Initial Comments:
A validation survey was conducted February 5-7, 2024, to determine compliance with the requirements of the 42 CFR Part 441, Subpart D Regulations for Emergency Preparedness in Psychiatric Residential Treatment Facilities. The census during the survey was nine and the sample consisted of six residents. There were no deficiencies.
Plan of Correction:
Initial Comments:
A validation survey was conducted February 5-7, 2024, to determine compliance with the requirements of 42 CFR Part 483, Subpart G Regulations for Psychiatric Treatment Facilities. The census during the survey was nine and the sample consisted of six residents.
Plan of Correction:
483.360 STANDARD CONSULTATION WITH TREATMENT TEAM PHYSICIAN Name - Component - 00 If a physician or other licensed practitioner permitted by the state and the facility to order restraint or seclusion orders the use of restraint or seclusion, that person must contact the resident's treatment team physician, unless the ordering physician is in fact the resident's treatment team physician. The person ordering the use of restraint or seclusion must-
(a) Consult with the resident's treatment team physician as soon as possible and inform the team physician of the emergency safety situation that required the resident to be restrained or placed in seclusion; and
Observations:
Based on record review and interview, it was determined that the facility failed to ensure that the physician that ordered a restraint contacted the individual's treatment team physician. This applied to two of 25 restraints reviewed. Findings included:
Record review for Individual #3 was completed on February 6, 2024. This review revealed that Individual #3 experienced restraints on January 19, 2024, and October 1, 2023. This review failed to reveal documentation that the ordering practitioner for these restraints contacted the treatment team physician for this individual to inform them of the restraints.

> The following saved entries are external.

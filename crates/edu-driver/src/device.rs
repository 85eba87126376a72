//! edu device handle and operations
//!
//! One handle owns one register window for its lifetime and is the only
//! path to it. Commands are exclusive: the card's registers hold at most
//! one in-flight request, so a second command while one is running is
//! rejected up front, before any register is touched.

use crate::bus::RegisterBus;
use crate::completion::CompletionSignal;
use crate::error::{EduError, Result};
use crate::irq::{InterruptSource, IrqService};
use crate::sim::SimulatedEdu;
use edu_chip::regs;
use std::sync::atomic::{AtomicBool, Ordering};
use std::sync::{Arc, Mutex, MutexGuard, TryLockError};

/// One command against the card.
///
/// Transient — constructed per call, never persisted.
#[derive(Debug, Clone, Copy, PartialEq, Eq)]
pub enum Command {
    /// Read the identity word.
    Identify,
    /// Liveness probe: write a value, read back the card's inversion.
    SetLiveness(u32),
    /// Factorial with busy-polled completion.
    FactorialPolled(u32),
    /// Factorial with interrupt-driven completion.
    FactorialIrq(u32),
}

/// Handle to one edu card.
///
/// Created over a register bus (hardware BAR or simulator); torn down by
/// drop, which quiesces interrupt delivery before the completion signal
/// goes away.
#[derive(Debug)]
pub struct EduDevice {
    bus: Arc<dyn RegisterBus>,
    completion: Arc<CompletionSignal>,
    /// Held for the duration of one command; taken with `try_lock` so a
    /// concurrent caller fails fast instead of queueing.
    command: Mutex<()>,
    /// An interrupt-driven command was issued and its interrupt has not
    /// been consumed yet (set across a cancelled wait).
    awaiting_irq: AtomicBool,
    irq: Option<IrqService>,
}

impl EduDevice {
    /// Attach to a card without interrupt delivery. The interrupt-driven
    /// factorial path is unavailable; everything else works.
    ///
    /// # Errors
    ///
    /// Returns an error if the identity word cannot be read.
    pub fn attach(bus: Arc<dyn RegisterBus>) -> Result<Self> {
        Self::attach_inner(bus, None)
    }

    /// Attach to a card with interrupt-line events from `source`.
    ///
    /// # Errors
    ///
    /// Returns an error if the identity word cannot be read or the
    /// interrupt service thread cannot be spawned.
    pub fn attach_with_interrupts(
        bus: Arc<dyn RegisterBus>,
        source: Arc<dyn InterruptSource>,
    ) -> Result<Self> {
        Self::attach_inner(bus, Some(source))
    }

    /// Attach to a fresh in-process simulated card, interrupts wired up.
    ///
    /// # Errors
    ///
    /// Returns an error if the interrupt service thread cannot be spawned.
    pub fn simulated() -> Result<Self> {
        let sim = Arc::new(SimulatedEdu::new());
        let source = sim.interrupt_source();
        Self::attach_with_interrupts(sim, source)
    }

    fn attach_inner(
        bus: Arc<dyn RegisterBus>,
        source: Option<Arc<dyn InterruptSource>>,
    ) -> Result<Self> {
        let completion = Arc::new(CompletionSignal::new());

        let irq = match source {
            Some(source) => Some(IrqService::spawn(
                Arc::clone(&bus),
                Arc::clone(&completion),
                source,
            )?),
            None => {
                tracing::debug!("no interrupt source; interrupt-driven path unavailable");
                None
            }
        };

        let identity = bus.read32(regs::IDENTITY)?;
        tracing::info!("edu: identity reads {identity:#010x}");
        if !regs::identity::is_edu(identity) {
            tracing::warn!("identity word {identity:#010x} lacks the edu magic halfword");
        }

        Ok(Self {
            bus,
            completion,
            command: Mutex::new(()),
            awaiting_irq: AtomicBool::new(false),
            irq,
        })
    }

    /// Run one command.
    ///
    /// # Errors
    ///
    /// See the per-operation methods.
    pub fn execute(&self, command: Command) -> Result<u32> {
        match command {
            Command::Identify => self.identify(),
            Command::SetLiveness(value) => self.set_liveness(value),
            Command::FactorialPolled(n) => self.factorial_polled(n),
            Command::FactorialIrq(n) => self.factorial_irq(n),
        }
    }

    /// Read the card's identity word.
    ///
    /// # Errors
    ///
    /// Transfer fault if the read fails; invalid operation if another
    /// command is in flight.
    pub fn identify(&self) -> Result<u32> {
        let _command = self.begin()?;
        self.bus.read32(regs::IDENTITY)
    }

    /// Liveness probe: write a value, return the card's transformation.
    ///
    /// The card inverts every bit; the caller decides liveness by comparing
    /// against the expected inversion. Whatever comes back is returned.
    ///
    /// # Errors
    ///
    /// Transfer fault if an access fails; invalid operation if another
    /// command is in flight.
    pub fn set_liveness(&self, value: u32) -> Result<u32> {
        let _command = self.begin()?;
        self.bus.write32(regs::LIVENESS, value)?;
        self.bus.read32(regs::LIVENESS)
    }

    /// Compute a factorial, busy-polling the status register until the
    /// card goes idle.
    ///
    /// There is deliberately no timeout: an unresponsive card hangs the
    /// caller rather than masking a hardware fault behind a made-up error.
    /// The processor is yielded between status reads.
    ///
    /// # Errors
    ///
    /// Transfer fault if an access fails; invalid operation if another
    /// command is in flight.
    pub fn factorial_polled(&self, n: u32) -> Result<u32> {
        let _command = self.begin()?;

        self.bus.write32(regs::FACTORIAL, n)?;

        let status = self.bus.read32(regs::STATUS)?;
        self.bus.write32(regs::STATUS, status & regs::status::RUN)?;

        while self.bus.read32(regs::STATUS)? & regs::status::RUN != 0 {
            std::thread::yield_now();
        }

        self.bus.read32(regs::FACTORIAL)
    }

    /// Compute a factorial, sleeping until the card's completion interrupt.
    ///
    /// # Errors
    ///
    /// - Invalid operation if another command is in flight, if interrupt
    ///   delivery is not configured (or has failed), or if a previous
    ///   interrupt-driven command is still pending.
    /// - [`EduError::InterruptedWait`] if the wait is cancelled; the card
    ///   is then mid-computation and the handle refuses further
    ///   interrupt-driven commands until that interrupt is observed or
    ///   [`reset`](Self::reset) is called.
    /// - Transfer fault if a register access fails.
    pub fn factorial_irq(&self, n: u32) -> Result<u32> {
        let _command = self.begin()?;

        match &self.irq {
            None => {
                return Err(EduError::invalid_operation(
                    "interrupt delivery is not configured for this handle",
                ))
            }
            Some(service) if !service.is_running() => {
                return Err(EduError::invalid_operation(
                    "interrupt service stopped after a fault; interrupt-driven path disabled",
                ))
            }
            Some(_) => {}
        }

        if self.awaiting_irq.load(Ordering::Acquire) {
            // A previous interrupt-driven command was cancelled mid-flight.
            // If its interrupt has since been observed the handle is usable
            // again; otherwise the card is still working on the old request.
            if self.completion.try_consume() {
                tracing::debug!("stale completion interrupt consumed; handle recovered");
                self.awaiting_irq.store(false, Ordering::Release);
            } else {
                return Err(EduError::invalid_operation(
                    "a previous interrupt-driven command is still pending; reset the handle",
                ));
            }
        }

        self.bus.write32(regs::FACTORIAL, n)?;

        self.awaiting_irq.store(true, Ordering::Release);
        if let Err(e) = self
            .bus
            .write32(regs::STATUS, regs::status::RUN | regs::status::IRQ_ENABLE)
        {
            // The start bit never reached the card; nothing is pending.
            self.awaiting_irq.store(false, Ordering::Release);
            return Err(e);
        }

        self.completion.wait()?;
        self.awaiting_irq.store(false, Ordering::Release);

        self.bus.read32(regs::FACTORIAL)
    }

    /// Raw read of the card's data channel (offset 0x00).
    ///
    /// # Errors
    ///
    /// Transfer fault if the read fails; invalid operation if another
    /// command is in flight.
    pub fn read_raw(&self) -> Result<u32> {
        let _command = self.begin()?;
        self.bus.read32(regs::IDENTITY)
    }

    /// Raw writes to the data channel are always rejected; the channel is
    /// read-only and the card is never touched.
    ///
    /// # Errors
    ///
    /// Always returns [`EduError::InvalidOperation`].
    pub fn write_raw(&self, _data: &[u8]) -> Result<usize> {
        tracing::warn!("edu: write attempt on read-only data channel denied");
        Err(EduError::invalid_operation("data channel is read-only"))
    }

    /// Cancel a blocked interrupt-driven wait from another thread.
    ///
    /// The cancelled caller gets [`EduError::InterruptedWait`] and the card
    /// is left in an undefined in-flight state; see
    /// [`factorial_irq`](Self::factorial_irq) for the recovery rules.
    pub fn cancel_wait(&self) {
        self.completion.cancel();
    }

    /// Reset the handle after an abandoned interrupt-driven command:
    /// acknowledge any pending interrupt at the card and drain the
    /// completion state.
    ///
    /// # Errors
    ///
    /// Transfer fault if the acknowledge write fails; invalid operation if
    /// another command is in flight.
    pub fn reset(&self) -> Result<()> {
        let _command = self.begin()?;
        self.bus.write32(regs::IRQ_ACK, regs::irq::FACTORIAL_DONE)?;
        self.completion.drain();
        self.awaiting_irq.store(false, Ordering::Release);
        tracing::debug!("edu device handle reset");
        Ok(())
    }

    /// Whether the interrupt-driven path is currently usable.
    #[must_use]
    pub fn interrupts_available(&self) -> bool {
        self.irq.as_ref().is_some_and(IrqService::is_running)
    }

    /// Whether an interrupt-driven command is pending (issued but its
    /// interrupt not yet consumed).
    #[must_use]
    pub fn irq_pending(&self) -> bool {
        self.awaiting_irq.load(Ordering::Acquire)
    }

    /// Whether the completion flag is currently set (diagnostic).
    #[must_use]
    pub fn completion_ready(&self) -> bool {
        self.completion.is_ready()
    }

    fn begin(&self) -> Result<MutexGuard<'_, ()>> {
        match self.command.try_lock() {
            Ok(guard) => Ok(guard),
            Err(TryLockError::WouldBlock) => Err(EduError::invalid_operation(
                "another command is in flight on this handle",
            )),
            Err(TryLockError::Poisoned(poisoned)) => Ok(poisoned.into_inner()),
        }
    }
}

impl Drop for EduDevice {
    fn drop(&mut self) {
        // Quiesce interrupt delivery before the completion signal goes
        // away: close the signal, then stop and join the service thread.
        self.completion.close();
        self.irq.take();
        tracing::info!("edu device handle closed");
    }
}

Interview with the director of residential services on February 7, 2024, at 9:08 AM, confirmed that there was no documentation that the ordering practitioner for the restraints that occurred on January 19, 2024, and October 1, 2023, contacted the treatment team physician to inform them of the restraints.
Plan of Correction:Program Directors/Treatment Coordinators/Program Managers ("Program Heads") will be retrained to thoroughly review clinical documentation, to include communication between physicians as part of restraint documentation. (This training will occur on or before 3/4/24 facilitated by Director of Residential Services). Existing deficiencies were corrected by notifying the treating physician.
During daily review of restraint documentation, Program heads will notify Director of Nursing if evidence of consultation between physicians is missing and Director of Nursing will notify the ordering physician to allow for consultation and documentation. Representative from Health Information Management (HIM) will review submitted information for all restraints and ensure that applicable documentation of consultation between physicians is included. HIM representative will notify Director of Nursing if evidence of consultation between physicians is missing and Director of Nursing will notify the ordering physician to allow for consultation and documentation.
Adherence to this plan of correction will be reviewed in Performance Improvement Council on a quarterly basis.